RemoteShuffleService
RemoteShuffleService copied to clipboard
How long the shuffle data of each ShuffleStage will be stored in RSS nodes?
The char shows the shuffle stages of an application
After Stage-1
ShuffleWriting 349GB data, next 2 shuffle stages have no ShuffleWrite data,
is the 349GB data will be cleaned when stage-6
starts ShuffleWriting or already be cleaned when stage-2
starts shuffleWriting though it has no data to write?
stage-897
is the final stage and stage-896
has the latest ShuffleWrite with about 501GB
.So the 501GB will be kept for 36 hours according to DEFAULT_APP_FILE_RETENTION_MILLIS
(default 36h)?
StageId | Input (GB) | Output (GB) | ShuffleRead (GB) | ShuffleWrite (GB) |
---|---|---|---|---|
0 | 503.59 | 0.0 | 0.0 | 1723.94 |
1 | 0.0 | 0.0 | 1721.11 | 349.34 |
2 | 0.0 | 0.0 | 349.05 | 0.0 |
5 | 0.0 | 0.0 | 349.05 | 0.0 |
6 | 575.31 | 0.0 | 0.0 | 3045.01 |
... | ... | ... | ... | ... |
889 | 2439.36 | 0.0 | 269.53 | 1885.78 |
896 | 0.0 | 0.0 | 922.01 | 501.73 |
897 | 0.0 | 2900.98 | 2386.41 | 0.0 |
Hi @Lobo2008, if I remember correctly, yes, the 501GB will be kept for 36 hours according to DEFAULT_APP_FILE_RETENTION_MILLIS(default 36h).
The reason is Spark application needs shuffle files from previous stage for stage level retry, e.g. Spark could read shuffle data from previous stage and continue running.
There could be optimization if people do not need to keep old stage shuffle files. I did not get time on this feature when I worked in Uber. Feel free to contribute this part!
Hi @hiboyang , how about the 1885GB
of stage-889
?
I suppose when stage-896
is still running or have some task failed or the whole stage failed and need to retry , it needs previous data of stage-889
. but when 896
is finished, its previous 1885GB
is useless , so I suppose the 1885GB
will be cleaned and only the 501GB will be kept?

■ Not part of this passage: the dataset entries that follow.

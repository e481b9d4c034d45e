//! Testing utilities for courier.
//!
//! # Features
//!
//! - [`RecordingSink`]: A line sink that keeps every emitted line
//! - [`RecordingSubscriber`]: A subscriber that records every value it receives
//! - [`OrderRecordingSubscriber`]: Pushes its id into a shared log when invoked
//! - [`CountingSubscriber`]: Counts invocations
//! - [`FailingSubscriber`]: Always fails, for exercising fail-fast delivery

use crate::sink::LineSink;
use courier_core::{BoxError, Message, Subscriber};
use std::{
    io,
    sync::{
        Arc, Mutex,
        atomic::{AtomicUsize, Ordering},
    },
};

// ============================================================================
// Recording Sink
// ============================================================================

/// A line sink that records all lines written to it.
///
/// Clones share the same buffer, so keep one handle and give the other to
/// the code under test.
///
/// # Example
///
/// ```rust,ignore
/// let sink = RecordingSink::new();
/// let handler = GenericHandler::new(Arc::new(sink.clone()));
///
/// broker.route(&record)?;
/// assert_eq!(sink.lines().len(), 1);
/// ```
#[derive(Debug, Clone, Default)]
pub struct RecordingSink {
    lines: Arc<Mutex<Vec<String>>>,
}

impl RecordingSink {
    /// Create an empty recording sink.
    pub fn new() -> Self {
        Self::default()
    }

    /// Get a copy of the recorded lines.
    pub fn lines(&self) -> Vec<String> {
        self.lines.lock().unwrap().clone()
    }

    /// Clear all recorded lines.
    pub fn clear(&self) {
        self.lines.lock().unwrap().clear();
    }
}

impl LineSink for RecordingSink {
    fn emit(&self, line: &str) -> io::Result<()> {
        self.lines.lock().unwrap().push(line.to_owned());
        Ok(())
    }
}

// ============================================================================
// Recording Subscriber
// ============================================================================

/// A subscriber that records all values it receives.
pub struct RecordingSubscriber<E: Clone> {
    events: Arc<Mutex<Vec<E>>>,
}

impl<E: Clone> RecordingSubscriber<E> {
    /// Create a new recording subscriber.
    pub fn new() -> Self {
        Self {
            events: Arc::new(Mutex::new(Vec::new())),
        }
    }

    /// Get a clone of the recorded values.
    pub fn events(&self) -> Vec<E> {
        self.events.lock().unwrap().clone()
    }

    /// Get the number of recorded values.
    pub fn count(&self) -> usize {
        self.events.lock().unwrap().len()
    }
}

impl<E: Clone> Default for RecordingSubscriber<E> {
    fn default() -> Self {
        Self::new()
    }
}

impl<E: Clone> Clone for RecordingSubscriber<E> {
    fn clone(&self) -> Self {
        Self {
            events: self.events.clone(),
        }
    }
}

impl<E: Message + Clone> Subscriber<E> for RecordingSubscriber<E> {
    fn process(&self, event: &E) -> Result<(), BoxError> {
        self.events.lock().unwrap().push(event.clone());
        Ok(())
    }
}

// ============================================================================
// Order Recording Subscriber
// ============================================================================

/// Pushes its `id` into a shared log each time it is invoked.
///
/// Attach several with distinct ids to observe dispatch order.
pub struct OrderRecordingSubscriber {
    id: usize,
    order: Arc<Mutex<Vec<usize>>>,
}

impl OrderRecordingSubscriber {
    /// Create a subscriber that records `id` into `order`.
    pub fn new(id: usize, order: Arc<Mutex<Vec<usize>>>) -> Self {
        Self { id, order }
    }
}

impl<E: Message> Subscriber<E> for OrderRecordingSubscriber {
    fn process(&self, _event: &E) -> Result<(), BoxError> {
        self.order.lock().unwrap().push(self.id);
        Ok(())
    }
}

// ============================================================================
// Counting Subscriber
// ============================================================================

/// A subscriber that counts invocations.
#[derive(Debug, Clone, Default)]
pub struct CountingSubscriber {
    count: Arc<AtomicUsize>,
}

impl CountingSubscriber {
    /// Create a new counting subscriber.
    pub fn new() -> Self {
        Self::default()
    }

    /// Get the current count.
    pub fn count(&self) -> usize {
        self.count.load(Ordering::SeqCst)
    }
}

impl<E: Message> Subscriber<E> for CountingSubscriber {
    fn process(&self, _event: &E) -> Result<(), BoxError> {
        self.count.fetch_add(1, Ordering::SeqCst);
        Ok(())
    }
}

// ============================================================================
// Failing Subscriber
// ============================================================================

/// A subscriber that fails every time with a fixed message.
#[derive(Debug, Clone)]
pub struct FailingSubscriber {
    message: String,
}

impl FailingSubscriber {
    /// Create a subscriber that fails with `message`.
    pub fn new(message: impl Into<String>) -> Self {
        Self {
            message: message.into(),
        }
    }
}

impl<E: Message> Subscriber<E> for FailingSubscriber {
    fn process(&self, _event: &E) -> Result<(), BoxError> {
        Err(self.message.clone().into())
    }
}

#[cfg(test)]
mod tests {
    use super::*;

    #[test]
    fn recording_sink_clones_share_buffer() {
        let sink = RecordingSink::new();
        let handle = sink.clone();

        handle.emit("one").unwrap();
        handle.emit("two").unwrap();
        assert_eq!(sink.lines(), vec!["one", "two"]);

        sink.clear();
        assert!(handle.lines().is_empty());
    }

    #[test]
    fn recording_subscriber_keeps_values() {
        let sub = RecordingSubscriber::<String>::new();
        sub.process(&"a".to_string()).unwrap();
        sub.process(&"b".to_string()).unwrap();

        assert_eq!(sub.count(), 2);
        assert_eq!(sub.events(), vec!["a".to_string(), "b".to_string()]);
    }
}
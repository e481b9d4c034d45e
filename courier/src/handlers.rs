//! Customer handlers.
//!
//! Each handler reacts to the [`Record`] shapes it recognizes by writing one
//! fixed line to its sink. Recognition is an exhaustive `match`, so a new
//! record shape will not compile until every handler decides about it.

use crate::record::Record;
use courier_core::{BoxError, Subscriber};
use courier_std::LineSink;
use std::{fmt, sync::Arc};
use tracing::debug;

/// Line written by [`GenericHandler`].
pub const GENERIC_LINE: &str = "Handler for all type of customers";
/// Line written by [`UnregisteredHandler`].
pub const UNREGISTERED_LINE: &str = "Handler for non registered customer";
/// Line written by [`RegisteredHandler`].
pub const REGISTERED_LINE: &str = "Handler for registered customer";

/// Reacts to every record.
pub struct GenericHandler {
    sink: Arc<dyn LineSink>,
}

impl GenericHandler {
    /// Create a handler writing to `sink`.
    pub fn new(sink: Arc<dyn LineSink>) -> Self {
        Self { sink }
    }
}

impl Subscriber<Record> for GenericHandler {
    fn process(&self, record: &Record) -> Result<(), BoxError> {
        debug!(
            variant = %record.variant(),
            order_id = record.order_id(),
            "generic handler matched"
        );
        self.sink.emit(GENERIC_LINE)?;
        Ok(())
    }
}

/// Reacts only to [`Record::Unregistered`].
pub struct UnregisteredHandler {
    sink: Arc<dyn LineSink>,
}

impl UnregisteredHandler {
    /// Create a handler writing to `sink`.
    pub fn new(sink: Arc<dyn LineSink>) -> Self {
        Self { sink }
    }
}

impl Subscriber<Record> for UnregisteredHandler {
    fn process(&self, record: &Record) -> Result<(), BoxError> {
        match record {
            Record::Unregistered(customer) => {
                debug!(
                    order_id = customer.order_id(),
                    surname = customer.surname(),
                    "unregistered handler matched"
                );
                self.sink.emit(UNREGISTERED_LINE)?;
            }
            Record::Base(_) | Record::Registered(_) => {}
        }
        Ok(())
    }
}

/// Reacts only to [`Record::Registered`].
pub struct RegisteredHandler {
    sink: Arc<dyn LineSink>,
}

impl RegisteredHandler {
    /// Create a handler writing to `sink`.
    pub fn new(sink: Arc<dyn LineSink>) -> Self {
        Self { sink }
    }
}

impl Subscriber<Record> for RegisteredHandler {
    fn process(&self, record: &Record) -> Result<(), BoxError> {
        match record {
            Record::Registered(customer) => {
                debug!(
                    order_id = customer.order_id(),
                    customer_id = customer.customer_id(),
                    "registered handler matched"
                );
                self.sink.emit(REGISTERED_LINE)?;
            }
            Record::Base(_) | Record::Unregistered(_) => {}
        }
        Ok(())
    }
}

macro_rules! impl_debug {
    ($($handler:ident),*) => {
        $(
            impl fmt::Debug for $handler {
                fn fmt(&self, f: &mut fmt::Formatter<'_>) -> fmt::Result {
                    f.debug_struct(stringify!($handler)).finish_non_exhaustive()
                }
            }
        )*
    };
}

impl_debug!(GenericHandler, UnregisteredHandler, RegisteredHandler);
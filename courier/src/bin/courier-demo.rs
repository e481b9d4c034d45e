use courier::{StdoutSink, demo::DemoError, logging::init_logging, run_demo};
use std::sync::Arc;

fn main() -> Result<(), DemoError> {
    init_logging();
    run_demo(Arc::new(StdoutSink))
}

Hi @Lobo2008, you are right. It could track the stage dependency and clean up stage shuffle files selectively. Need someone to work on this :)
Hi @Lobo2008, you are right. It could track the stage dependency and clean up stage shuffle files selectively. Need someone to work on this :)
Thanks for the reply! One more question:
- 2 nodes, each node is mounted with 3 disks, each disk is 5TB.
- Run 6 StreamServer and each launches with
-rootDir
pointing to one disk.
So at a specific moment the summation shuffle data of all apps cannot exceed 5TB
, not 5*6=30TB
?
RSS cannot use multiple disks so far, since it can only be configured using one directory. Again, this part could be changed as well with contribution welcome.
If disk is 5TB, it means all partitions on that disk cannot exceed 5TB. Let's say you have one application evenly distributed on on 2 nodes, the application max shuffle bytes will be 5*2=10TB.
RSS cannot use multiple disks so far, since it can only be configured using one directory. Again, this part could be changed as well with contribution welcome.
If disk is 5TB, it means all partitions on that disk cannot exceed 5TB. Let's say you have one application evenly distributed on on 2 nodes, the application max shuffle bytes will be 5*2=10TB.
RSS cannot use multiple disks so far
,Yes, so I simply resolve the limitation by running several StreamServers on the same node and each StreamServer process do only use a disk.
I almost understand now, data of one app will be roughly evenly distributed on all RSS so its upper limitation > 5TB. Thanks for your reply!